A aprovação regulamentar do Axella é concedida com base na determinação de que os benefícios documentados do medicamento para as suas utilizações aprovadas deverão superar os riscos conhecidos na população global de doentes. Os documentos oficiais listam tanto os benefícios como o perfil de segurança para informar os doentes.


P: O Axella é considerado um tratamento de primeira ou segunda linha para a condição que aborda?

O Axella é um anti-histamínico de segunda geração. Em muitas diretrizes de prática clínica estabelecidas para condições como a rinite alérgica e a urticária crónica, esta classe de medicamentos é frequentemente discutida como uma opção comum para o alívio sintomático inicial.


P: Qual é a duração máxima de utilização citada nos ensaios clínicos principais?

Estudos clínicos analisaram a administração de Axella por diversos períodos de tempo. Foram recolhidos dados de ensaios onde os doentes receberam o medicamento por períodos que variaram entre algumas semanas até um ano, particularmente para condições crónicas como a rinite alérgica perene.


P: As pessoas continuam, geralmente, a utilizar o Axella após o primeiro mês de tratamento?

O Axella está aprovado para o tratamento de condições alérgicas crónicas, que podem exigir tratamento contínuo durante os períodos de exposição. Os ensaios clínicos estudaram a administração até um ano para condições perenes, mas a decisão de continuar a utilização é determinada pela persistência dos sintomas do doente.

Como Axella deve ser armazenado e descartado?

Requisitos de Conservação e Eliminação

A conservação do Axella (Cloridrato de Cetirizina) é regida por diretrizes regulamentares específicas para manter a sua estabilidade e qualidade. O medicamento deve ser conservado a uma Temperatura Ambiente Controlada, definida entre os 20°C e os 25°C, com proteção contra o calor excessivo e humidade elevada. Certas formulações requerem também proteção contra a luz. A integridade da embalagem é essencial; o produto não deve ser utilizado se o selo interno ou a unidade do blister estiverem quebrados. Por segurança, o Axella deve ser sempre mantido fora do alcance e da vista das crianças.
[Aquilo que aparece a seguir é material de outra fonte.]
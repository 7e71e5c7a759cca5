//! Validation report types

use serde::Serialize;

/// A single constraint violation
#[derive(Debug, Clone, PartialEq, Eq, Serialize)]
pub struct Violation {
    /// Definition whose check failed
    pub constraint: String,
    pub position: String,
    pub message: String,
}

impl std::fmt::Display for Violation {
    fn fmt(&self, f: &mut std::fmt::Formatter<'_>) -> std::fmt::Result {
        write!(f, "[{}] {}: {}", self.constraint, self.position, self.message)
    }
}

/// A complete validation report
#[derive(Debug, Default, Clone, Serialize)]
pub struct ValidationReport {
    pub violations: Vec<Violation>,
}

impl ValidationReport {
    /// Create an empty report
    pub fn new() -> Self {
        Self::default()
    }

    pub fn push(&mut self, violation: Violation) {
        self.violations.push(violation);
    }

    /// Append the violations of another report
    pub fn merge(&mut self, other: ValidationReport) {
        self.violations.extend(other.violations);
    }

    /// Check if no violation was found
    pub fn is_valid(&self) -> bool {
        self.violations.is_empty()
    }

    pub fn len(&self) -> usize {
        self.violations.len()
    }

    pub fn is_empty(&self) -> bool {
        self.violations.is_empty()
    }

    /// Violations at a position
    pub fn for_position(&self, position: &str) -> Vec<&Violation> {
        self.violations
            .iter()
            .filter(|v| v.position == position)
            .collect()
    }

    /// Get a human-readable summary
    pub fn summary(&self) -> String {
        let total = self.violations.len();
        if total == 0 {
            return "No violations found.".to_string();
        }

        let mut positions: Vec<&str> = self.violations.iter().map(|v| v.position.as_str()).collect();
        positions.sort_unstable();
        positions.dedup();

        format!(
            "{} violation(s) at {} position(s)",
            total,
            positions.len()
        )
    }
}
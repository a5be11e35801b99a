//! `rb-sim` — orchestration of a whole roundabout run.
//!
//! The [`SimBuilder`] validates a [`SimConfig`](rb_core::SimConfig), lays
//! out the roundabout, and spawns one [`CarSource`](rb_traffic::CarSource)
//! per direction pair; the resulting [`Simulation`] drives the kernel to the
//! horizon and turns the shared car records into per-source
//! [`SourceReport`]s.
//!
//! | Module       | Contents                                          |
//! |--------------|---------------------------------------------------|
//! | [`builder`]  | `SimBuilder`                                      |
//! | [`sim`]      | `Simulation`, `SourceHandle`                      |
//! | [`report`]   | `SourceReport`, `CarReport`, `CarOutcome`         |
//! | [`observer`] | `SimObserver`, `NoopObserver`                     |
//! | [`error`]    | `SimError`, `SimResult`                           |

pub mod builder;
pub mod error;
pub mod observer;
pub mod report;
pub mod sim;


// ── Re-exports ────────────────────────────────────────────────────────────────

pub use builder::SimBuilder;
pub use error::{SimError, SimResult};
pub use observer::{NoopObserver, SimObserver};
pub use report::{CarOutcome, CarReport, SourceReport};
pub use sim::{Simulation, SourceHandle};
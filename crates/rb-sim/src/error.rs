//! Simulation-level error type.
//!
//! `SimError` is the union of everything that can go wrong while building
//! or running a simulation: a bad configuration, an impossible ring layout,
//! a reflexive direction pair, or a kernel protocol violation during the
//! run itself.

use thiserror::Error;

use rb_core::RbError;
use rb_kernel::KernelError;
use rb_spatial::LayoutError;
use rb_traffic::PathError;

#[derive(Debug, Error)]
pub enum SimError {
    #[error(transparent)]
    Core(#[from] RbError),

    #[error("kernel error: {0}")]
    Kernel(#[from] KernelError),

    #[error("layout error: {0}")]
    Layout(#[from] LayoutError),

    #[error("path error: {0}")]
    Path(#[from] PathError),
}

pub type SimResult<T> = Result<T, SimError>;
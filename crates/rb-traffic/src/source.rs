//! `CarSource`: one generator process per (ingress, egress) direction pair.

use std::cell::{Cell, RefCell};
use std::rc::Rc;

use rb_core::{CarId, Exit, SourceRng};
use rb_kernel::{EventClass, KernelResult, Process, Scheduler, Step, TaskId};
use rb_spatial::RoundAbout;

use crate::arrivals::ArrivalDistribution;
use crate::car::{Car, CarRecord, SharedCarRecord};
use crate::error::PathError;
use crate::path::{PathStep, plan_path};
use crate::trace::{TraceEvent, TraceKind, TraceSink};

// ── CarIdGen ──────────────────────────────────────────────────────────────────

/// Shared monotone car-identity sequence, owned by the simulation and handed
/// to every source.  Ids are allocated in spawn order across all sources,
/// which keeps them globally unique without any process-wide mutable state.
#[derive(Clone, Default)]
pub struct CarIdGen(Rc<Cell<u32>>);

impl CarIdGen {
    pub fn new() -> CarIdGen {
        CarIdGen::default()
    }

    pub fn next_id(&self) -> CarId {
        let id = self.0.get();
        self.0.set(id + 1);
        CarId(id)
    }
}

// ── CarSource ─────────────────────────────────────────────────────────────────

/// The list of cars a source has spawned, shared with the simulation for
/// post-run inspection by the statistics layer.
pub type SpawnedCars = Rc<RefCell<Vec<SharedCarRecord>>>;

/// Spawns cars for one direction pair at stochastic intervals.
///
/// On its first resume the source waits half its distribution's mean — with
/// twelve sources this spreads the first arrivals out instead of firing them
/// all at time zero.  From then on it loops forever: spawn one car, sample
/// the next gap, suspend.  A source never finishes; at the horizon it is
/// simply never resumed again.
pub struct CarSource {
    ingress: Exit,
    egress: Exit,
    hops: u8,
    /// Planned once; every spawned car drives a clone of these steps.
    path: Vec<PathStep>,
    distribution: ArrivalDistribution,
    slot_passing_time: f64,
    rng: SourceRng,
    ids: CarIdGen,
    spawned: SpawnedCars,
    trace: TraceSink,
    warmed_up: bool,
}

impl CarSource {
    /// Fails fast on the reflexive pair (`ingress == egress`), which is a
    /// configuration error, not something to discover at first spawn.
    #[allow(clippy::too_many_arguments)]
    pub fn new(
        roundabout: &RoundAbout,
        ingress: Exit,
        egress: Exit,
        distribution: ArrivalDistribution,
        slot_passing_time: f64,
        rng: SourceRng,
        ids: CarIdGen,
        trace: TraceSink,
    ) -> Result<CarSource, PathError> {
        let path = plan_path(roundabout, ingress, egress)?;
        Ok(CarSource {
            ingress,
            egress,
            hops: ingress.hops_to(egress),
            path,
            distribution,
            slot_passing_time,
            rng,
            ids,
            spawned: Rc::new(RefCell::new(Vec::new())),
            trace,
            warmed_up: false,
        })
    }

    /// Handle to the source's spawn list, valid after the source itself has
    /// been moved into the scheduler.
    pub fn spawned(&self) -> SpawnedCars {
        self.spawned.clone()
    }

    fn spawn_car(&mut self, sched: &mut Scheduler) -> KernelResult<()> {
        let id = self.ids.next_id();
        let record: SharedCarRecord = Rc::new(RefCell::new(CarRecord {
            id,
            ingress: self.ingress,
            egress: self.egress,
            hops: self.hops,
            start: None,
            stop: None,
        }));
        self.spawned.borrow_mut().push(record.clone());
        self.trace.record(TraceEvent {
            time: sched.now(),
            car: id,
            step: 0,
            kind: TraceKind::Spawned,
        });
        log::debug!(
            "{} {} spawned for {} -> {}",
            sched.now(),
            id,
            self.ingress,
            self.egress
        );

        let car = Car::new(
            record,
            self.path.clone(),
            self.slot_passing_time,
            self.trace.clone(),
        );
        let task = sched.spawn(Box::new(car));
        sched.schedule_after(0.0, EventClass::TIMER, task)
    }
}

impl Process for CarSource {
    fn resume(&mut self, self_id: TaskId, sched: &mut Scheduler) -> KernelResult<Step> {
        if !self.warmed_up {
            self.warmed_up = true;
            let warm_up = self.distribution.mean() / 2.0;
            sched.schedule_after(warm_up, EventClass::TIMER, self_id)?;
            return Ok(Step::Suspended);
        }

        self.spawn_car(sched)?;
        let gap = self.distribution.sample(&mut self.rng);
        sched.schedule_after(gap, EventClass::TIMER, self_id)?;
        Ok(Step::Suspended)
    }
}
Relativamente à eliminação, os documentos regulamentares estipulam que o medicamento não utilizado ou fora do prazo de validade deve ser descartado através de uma instalação de eliminação de resíduos aprovada e de acordo com os regulamentos locais. O produto não deve ser despejado em esgotos nem libertado para o meio ambiente.

Atenção! Sempre consulte um médico ou farmacêutico antes de usar pílulas ou medicamentos.